Basé à Aix en Provence, Jim Younger’s Spirit fait dans le psyché à la Limiñanas, qu’il décline comme le combo de Perpignan avec grâce et fuzz, et à sa sauce,depuis plusieurs sorties déjà. El Malpais est son nouvel album, il tire son nom d’une région volcanique du Nouveau Mexique. Orgues, maracas et autres tambourins viennent enrichir le panel, consolidant une personnalité déjà ben assise. Polar Younger, la chanteuse, narre avec douceur et ombrage l’histoire de Jim Younger, partenaire de braquage de Jesse James, qui combattit pendant la guerre de sécession pour la guérilla confédérée, pour finalement finir sa vie avec des idées humanistes, avant de se suicider. Tout un pan de vie que le clan, dans des dispositions évidentes, retranscrit avec une belle tenue. The devil’s working on her mind, dans un rock épicé et bien racé, amène d’emblée une énergie, teintée de ces guitares fuzzy qui souillent le tableau, notoire. Newcombe aimerait; pout notre part, en parfaits égoïstes, on prend tout pour nous. Black boy, dans une étoffe psych-folk soutenue, luxuriante, transforme l’essai. S’il semble avenant, le morceau se gave de fuzz, en sa fin, tout en restant foutrement beau.
Des sujets dignes d’intérêt, sur le socle de ce Jim Younger déviant avant de muer positivement, sont abordés. Ca ajoute, bien entendu, à la portée d’un disque qui ne livrera aucune faiblesse. Girl from the mountain country progresse lascivement ou presque, dans le climat j’entends, un peu, Elysian Fields. C’est aussi sa capacité à dresser des ambiances obscures et satinées, jonchées de styles divers (folk bien sur, mais aussi blues et americana) et bien disséminés, qui distingue le groupe. C’est le cas sur le titre éponyme, aérien. Goin up the trail, sur un ton plus alerte mais toujours léger, semblable à ce que font les Dandy Warhols quand leur pop vole tout en demeurant acidulée, souffle à son tour, dans le même temps, classe et atours détendus un brin griffus.

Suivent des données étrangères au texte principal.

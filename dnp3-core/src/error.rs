use thiserror::Error;

/// Main error type for link layer operations
#[derive(Error, Debug)]
pub enum LinkError {
    #[error("I/O error: {0}")]
    Io(#[from] std::io::Error),

    #[error("Timeout")]
    Timeout,

    #[error("Invalid frame: {0}")]
    FrameInvalid(String),

    #[error("Invalid parameter: {0}")]
    InvalidData(String),

    #[error("Channel is closed")]
    ChannelClosed,
}

/// Result type alias for link layer operations
pub type LinkResult<T> = Result<T, LinkError>;
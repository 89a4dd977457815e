//! ChiliProject CSV export reading.
//!
//! ChiliProject writes its issue export as ISO-8859-1 encoded, comma separated
//! text with double-quoted fields. Rows are returned in file order, which is
//! also the order issues are created in GitLab.

mod error;
mod issue;

pub use error::SourceError;
pub use issue::SourceIssue;

use std::fmt;
use std::path::Path;
use std::str::FromStr;
use tracing::{debug, info};

/// Character encoding of the export file.
#[derive(Debug, Clone, Copy, Default, PartialEq, Eq)]
pub enum SourceEncoding {
    /// ISO-8859-1, what ChiliProject produces.
    #[default]
    Latin1,
    /// UTF-8, for exports that were re-encoded.
    Utf8,
}

impl FromStr for SourceEncoding {
    type Err = String;

    fn from_str(value: &str) -> Result<Self, Self::Err> {
        match value.to_ascii_lowercase().as_str() {
            "latin1" | "latin-1" | "iso-8859-1" => Ok(Self::Latin1),
            "utf8" | "utf-8" => Ok(Self::Utf8),
            other => Err(format!(
                "unknown encoding '{other}' (expected 'iso-8859-1' or 'utf-8')"
            )),
        }
    }
}

impl fmt::Display for SourceEncoding {
    fn fmt(&self, f: &mut fmt::Formatter<'_>) -> fmt::Result {
        f.write_str(match self {
            Self::Latin1 => "iso-8859-1",
            Self::Utf8 => "utf-8",
        })
    }
}

/// Reads all issues from a ChiliProject export file.
///
/// # Errors
///
/// Returns [`SourceError`] if the file cannot be read, decoded or parsed.
pub fn load_source_issues(
    path: &Path,
    encoding: SourceEncoding,
) -> Result<Vec<SourceIssue>, SourceError> {
    info!(path = %path.display(), %encoding, "Reading ChiliProject export");

    let bytes = std::fs::read(path).map_err(|e| SourceError::IoError {
        path: path.display().to_string(),
        source: e,
    })?;

    let text = decode(bytes, encoding).map_err(|e| SourceError::EncodingError {
        path: path.display().to_string(),
        source: e,
    })?;

    let issues = parse_source_issues(&text, &path.display().to_string())?;
    info!(count = issues.len(), "Loaded source issues");
    Ok(issues)
}

/// Parses export text into issues, preserving row order.
///
/// `origin` is only used to label errors.
///
/// # Errors
///
/// Returns [`SourceError::CsvError`] if a row is malformed or a required column is missing.
pub fn parse_source_issues(text: &str, origin: &str) -> Result<Vec<SourceIssue>, SourceError> {
    let mut reader = csv::ReaderBuilder::new()
        .delimiter(b',')
        .quote(b'"')
        .trim(csv::Trim::Headers)
        .from_reader(text.as_bytes());

    let mut issues = Vec::new();
    for row in reader.deserialize::<SourceIssue>() {
        let issue = row.map_err(|e| SourceError::CsvError {
            path: origin.to_string(),
            source: e,
        })?;
        debug!(number = %issue.number, subject = %issue.subject, "Parsed source issue");
        issues.push(issue);
    }

    Ok(issues)
}

/// Decodes raw export bytes.
fn decode(bytes: Vec<u8>, encoding: SourceEncoding) -> Result<String, std::string::FromUtf8Error> {
    match encoding {
        // Every ISO-8859-1 byte is the Unicode code point of the same value.
        SourceEncoding::Latin1 => Ok(bytes.into_iter().map(char::from).collect()),
        SourceEncoding::Utf8 => String::from_utf8(bytes),
    }
}

#[cfg(test)]
mod tests {
    use super::*;
    use std::fs;
    use tempfile::TempDir;

    const HEADER: &str =
        "#,Project,Tracker,Status,Priority,Subject,Author,Assignee,Category,Created,Updated,Due date,% Done,Description";

    #[test]
    fn parses_rows_in_file_order() {
        let text = format!(
            "{HEADER}\n\
             12,Website,Bug,Closed,Normal,First,Jane,,,2013-01-01 10:00,2013-01-02 11:00,,100,\"Line one\nline two, with comma\"\n\
             13,Intranet,Feature,New,High,Second,Bob,Jane,UI,2013-02-01 10:00,2013-02-01 10:00,2013-03-01,0,\"He said \"\"hi\"\"\"\n"
        );

        let issues = parse_source_issues(&text, "test").unwrap();

        assert_eq!(issues.len(), 2);
        assert_eq!(issues[0].subject, "First");
        assert_eq!(issues[0].description, "Line one\nline two, with comma");
        assert_eq!(issues[0].assignee, "");
        assert_eq!(issues[1].number, "13");
        assert_eq!(issues[1].description, "He said \"hi\"");
        assert_eq!(issues[1].due_date, "2013-03-01");
    }

    #[test]
    fn missing_column_is_an_error() {
        let text = "#,Project,Subject\n1,Website,Hello\n";

        let result = parse_source_issues(text, "test");
        assert!(matches!(result, Err(SourceError::CsvError { .. })));
    }

    #[test]
    fn extra_columns_are_ignored() {
        let text = format!("{HEADER},Target version\n1,Website,Bug,New,Normal,S,Jane,,,c,u,,0,d,1.0\n");

        let issues = parse_source_issues(&text, "test").unwrap();
        assert_eq!(issues.len(), 1);
        assert_eq!(issues[0].project, "Website");
    }

    #[test]
    fn decodes_latin1_export() {
        let temp = TempDir::new().unwrap();
        let path = temp.path().join("export.csv");
        let mut bytes = format!("{HEADER}\n1,Website,Bug,New,Normal,").into_bytes();
        // "Grüße" in ISO-8859-1
        bytes.extend_from_slice(&[b'G', b'r', 0xFC, 0xDF, b'e']);
        bytes.extend_from_slice(b",Jane,,,c,u,,0,d\n");
        fs::write(&path, bytes).unwrap();

        let issues = load_source_issues(&path, SourceEncoding::Latin1).unwrap();
        assert_eq!(issues[0].subject, "Grüße");
    }

    #[test]
    fn utf8_rejects_latin1_bytes() {
        let temp = TempDir::new().unwrap();
        let path = temp.path().join("export.csv");
        fs::write(&path, [b'#', 0xFC, b'\n']).unwrap();

        let result = load_source_issues(&path, SourceEncoding::Utf8);
        assert!(matches!(result, Err(SourceError::EncodingError { .. })));
    }

    #[test]
    fn parses_encoding_names() {
        assert_eq!("ISO-8859-1".parse::<SourceEncoding>(), Ok(SourceEncoding::Latin1));
        assert_eq!("utf-8".parse::<SourceEncoding>(), Ok(SourceEncoding::Utf8));
        assert!("ebcdic".parse::<SourceEncoding>().is_err());
    }

    #[test]
    fn lowercase_keys() {
        let issue = SourceIssue {
            project: "Website".to_string(),
            author: "Jane Doe".to_string(),
            ..Default::default()
        };

        assert_eq!(issue.project_key(), "website");
        assert_eq!(issue.author_key(), "jane doe");
        assert_eq!(issue.assignee_key(), None);
    }
}
//! GitLab issue payload construction.

use crate::directory::NameDirectory;
use crate::gitlab::NewIssue;
use crate::issues::IssueError;
use crate::source::SourceIssue;

/// Builds the description: the original text followed by one line per
/// non-empty history field.
#[must_use]
pub fn build_description(issue: &SourceIssue) -> String {
    let mut description = format!("{}\n\n", issue.description);
    for (key, value) in issue.history_fields() {
        if !value.is_empty() {
            description.push_str(&format!("{key}: {value}\n"));
        }
    }
    description
}

/// Builds the comma separated label list.
///
/// An empty category is left out instead of producing an empty label.
#[must_use]
pub fn build_labels(issue: &SourceIssue, migration_label: &str) -> String {
    let priority = format!("Priority {}", issue.priority);
    let tracker = format!("Type {}", issue.tracker);

    [
        priority.as_str(),
        tracker.as_str(),
        issue.category.as_str(),
        migration_label,
    ]
    .into_iter()
    .filter(|label| !label.is_empty())
    .collect::<Vec<_>>()
    .join(",")
}

/// Builds the creation payload for a source issue.
///
/// # Errors
///
/// Returns [`IssueError::UnknownAssignee`] if the assignee is not in the directory.
pub fn build_issue(
    issue: &SourceIssue,
    directory: &NameDirectory,
    migration_label: &str,
) -> Result<NewIssue, IssueError> {
    let assignee_id = match issue.assignee_key() {
        Some(name) => Some(
            directory
                .user_id(&name)
                .ok_or(IssueError::UnknownAssignee { assignee: name })?,
        ),
        None => None,
    };

    Ok(NewIssue {
        title: issue.subject.clone(),
        description: build_description(issue),
        labels: build_labels(issue, migration_label),
        assignee_id,
    })
}

#[cfg(test)]
mod tests {
    use super::*;
    use crate::gitlab::fake::entry;

    fn sample_issue() -> SourceIssue {
        SourceIssue {
            number: "1234".to_string(),
            project: "Website".to_string(),
            author: "Jane".to_string(),
            subject: "Broken link".to_string(),
            description: "The footer link is dead.".to_string(),
            priority: "High".to_string(),
            tracker: "Bug".to_string(),
            category: "Frontend".to_string(),
            status: "New".to_string(),
            assignee: "Jane Doe".to_string(),
            created: "2013-11-19 12:25".to_string(),
            updated: "2013-11-20 08:00".to_string(),
            due_date: String::new(),
            percent_done: "0".to_string(),
        }
    }

    fn directory() -> NameDirectory {
        NameDirectory::from_entries(Vec::new(), vec![entry(3, "Jane Doe")])
    }

    #[test]
    fn description_skips_empty_fields() {
        let description = build_description(&sample_issue());

        assert_eq!(
            description,
            "The footer link is dead.\n\n\
             #: 1234\n\
             Created: 2013-11-19 12:25\n\
             Updated: 2013-11-20 08:00\n\
             % Done: 0\n"
        );
        assert!(!description.contains("Due date"));
    }

    #[test]
    fn description_of_empty_issue_has_no_field_lines() {
        assert_eq!(build_description(&SourceIssue::default()), "\n\n");
    }

    #[test]
    fn labels_include_category_and_marker() {
        assert_eq!(
            build_labels(&sample_issue(), "Chiliproject"),
            "Priority High,Type Bug,Frontend,Chiliproject"
        );
    }

    #[test]
    fn labels_omit_empty_category() {
        let mut issue = sample_issue();
        issue.category.clear();

        assert_eq!(
            build_labels(&issue, "Chiliproject"),
            "Priority High,Type Bug,Chiliproject"
        );
    }

    #[test]
    fn resolves_assignee() {
        let payload = build_issue(&sample_issue(), &directory(), "Chiliproject").unwrap();

        assert_eq!(payload.title, "Broken link");
        assert_eq!(payload.assignee_id, Some(3));
    }

    #[test]
    fn omits_assignee_when_unassigned() {
        let mut issue = sample_issue();
        issue.assignee.clear();

        let payload = build_issue(&issue, &directory(), "Chiliproject").unwrap();
        let json = serde_json::to_value(&payload).unwrap();

        assert_eq!(payload.assignee_id, None);
        assert!(json.get("assignee_id").is_none());
    }

    #[test]
    fn unknown_assignee_is_an_error() {
        let mut issue = sample_issue();
        issue.assignee = "Nobody".to_string();

        let result = build_issue(&issue, &directory(), "Chiliproject");
        assert!(matches!(result, Err(IssueError::UnknownAssignee { .. })));
    }
}
//! Run summary types.

use crate::issues::MigratedIssue;

/// Summary of a complete run.
#[derive(Debug, Clone, Default)]
pub struct RunSummary {
    /// Number of issues read from the export.
    pub issues_read: usize,

    /// Number of distinct source projects mapped to GitLab.
    pub projects_mapped: usize,

    /// Number of issues selected by the batch mode.
    pub issues_selected: usize,

    /// Number of issues created in GitLab.
    pub issues_created: usize,

    /// Number of created issues that were closed afterwards.
    pub issues_closed: usize,

    /// Whether this was a dry run.
    pub dry_run: bool,
}

impl RunSummary {
    /// Creates a new empty summary.
    #[must_use]
    pub fn new(dry_run: bool) -> Self {
        Self {
            dry_run,
            ..Default::default()
        }
    }

    /// Updates the summary with a migrated issue.
    pub fn record_issue(&mut self, issue: &MigratedIssue) {
        self.issues_created += 1;
        if issue.closed {
            self.issues_closed += 1;
        }
    }

    /// Returns true if every selected issue was created.
    #[must_use]
    pub fn all_created(&self) -> bool {
        self.issues_created == self.issues_selected
    }
}
//! Name directory error types.

use crate::gitlab::{ApiError, Catalog};
use thiserror::Error;

/// Errors that can occur while building the name directory.
#[derive(Debug, Error)]
pub enum DirectoryError {
    /// GitLab API error.
    #[error("GitLab API error: {0}")]
    GitLabError(#[from] ApiError),

    /// The listing still returned full pages when the page ceiling was reached.
    #[error(
        "Listing of {catalog} looks truncated: {pages} full pages ({fetched} entries) and more remain"
    )]
    Truncated {
        catalog: Catalog,
        pages: u32,
        fetched: usize,
    },
}
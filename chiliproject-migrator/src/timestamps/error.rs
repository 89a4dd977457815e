//! Timestamp map error types.

use thiserror::Error;

/// Errors that can occur while reading or writing the timestamp map.
#[derive(Debug, Error)]
pub enum TimestampError {
    /// Failed to read or write the file.
    #[error("Failed to access timestamp map '{path}': {source}")]
    IoError {
        path: String,
        #[source]
        source: std::io::Error,
    },

    /// The file is not a valid timestamp map.
    #[error("Invalid timestamp map '{path}': {source}")]
    JsonError {
        path: String,
        #[source]
        source: serde_json::Error,
    },
}
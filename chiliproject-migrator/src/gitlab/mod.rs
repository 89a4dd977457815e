//! GitLab API access.
//!
//! [`GitLabApi`] is the seam between the migration logic and the network. The
//! production implementation is [`ReqwestGitLab`]; tests substitute an
//! in-memory fake.

mod client;
mod error;
#[cfg(test)]
pub(crate) mod fake;

pub use client::ReqwestGitLab;
pub use error::ApiError;

use async_trait::async_trait;
use serde::{Deserialize, Serialize};
use std::fmt;

/// A GitLab listing that the name directory is built from.
#[derive(Debug, Clone, Copy, PartialEq, Eq, Hash)]
pub enum Catalog {
    /// `GET /projects`
    Projects,
    /// `GET /users`
    Users,
}

impl Catalog {
    /// API path of the listing.
    #[must_use]
    pub fn path(self) -> &'static str {
        match self {
            Self::Projects => "projects",
            Self::Users => "users",
        }
    }
}

impl fmt::Display for Catalog {
    fn fmt(&self, f: &mut fmt::Formatter<'_>) -> fmt::Result {
        f.write_str(self.path())
    }
}

/// A project or user as returned by a listing.
#[derive(Debug, Clone, PartialEq, Eq, Deserialize)]
pub struct CatalogEntry {
    /// Numeric GitLab id.
    pub id: u64,
    /// Display name.
    pub name: String,
}

/// Payload of `POST /projects/:id/issues`.
#[derive(Debug, Clone, PartialEq, Eq, Serialize)]
pub struct NewIssue {
    /// Issue title.
    pub title: String,

    /// Markdown description.
    pub description: String,

    /// Comma separated label names.
    pub labels: String,

    /// Assignee user id; left out of the request entirely when unassigned.
    #[serde(skip_serializing_if = "Option::is_none")]
    pub assignee_id: Option<u64>,
}

/// The issue returned by GitLab after creation.
#[derive(Debug, Clone, PartialEq, Eq, Deserialize)]
pub struct CreatedIssue {
    /// Global issue id, the primary key of the `issues` table.
    pub id: u64,

    /// Project-scoped issue number.
    #[serde(default)]
    pub iid: Option<u64>,
}

impl CreatedIssue {
    /// Identifier used in per-project issue URLs.
    #[must_use]
    pub fn url_id(&self) -> u64 {
        self.iid.unwrap_or(self.id)
    }
}

/// Operations the migration needs from GitLab.
///
/// Every call carries the private token to act with, so issues can be created
/// on behalf of their original authors.
#[async_trait]
pub trait GitLabApi: Send + Sync {
    /// Fetches one page of a listing (pages start at 1).
    async fn list_catalog(
        &self,
        token: &str,
        catalog: Catalog,
        page: u32,
        per_page: u32,
    ) -> Result<Vec<CatalogEntry>, ApiError>;

    /// Creates an issue in a project.
    async fn create_issue(
        &self,
        token: &str,
        project_id: u64,
        issue: &NewIssue,
    ) -> Result<CreatedIssue, ApiError>;

    /// Closes a previously created issue.
    async fn close_issue(
        &self,
        token: &str,
        project_id: u64,
        issue: &CreatedIssue,
    ) -> Result<(), ApiError>;
}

L’espace de huit titres, la magie opère. Northfield, MN joue un blues sombre, l’Americana guette, pure et animée. Classieux sans être classique, Jim Younger’s Spirit signe une ribambelle de morceaux achevés, de nature à camper ses bases plus solidement encore. Ses chansons, derrière des aspects posés, livrent des plans plus sonores, plus rugueux. Certains sons dépaysent, dans le décor j’ai aussi la sensation, quelquefois, d’entendre Giant Sand. C’est dire si El Malpais a du chien, à l’image de The haunted hunter qui croise les voix. On ne faute pas: Diego Lopez: guitar, bass, keyboards; Polar Younger: vocals, saxophone, jews harp; Baron: bass; Vincent Maurin: guitar et Chris Parre: drums, au collectif rodé et soudé, font merveille. Notons par ailleurs que mister Lopez a créé son propre label, sur lequel sort donc le disque. Ca sent le DIY, de ce fait l’authenticité de l’effort n’est plus vraiment à prouver.
C’est avec Hush a bye, dans un folk dénudé un tantinet troublé dans ses bases arrières, que se termine le voyage. C’est du tout bon, du cousu -et joué- main, que Jim Younger’s Spirit nous administre là. On débourse sans râler, l’opus vaut la dépense et viendra se poster en toute légitimité dans la liste grandissante des réussites de France.
Photos: Cyril Becquart.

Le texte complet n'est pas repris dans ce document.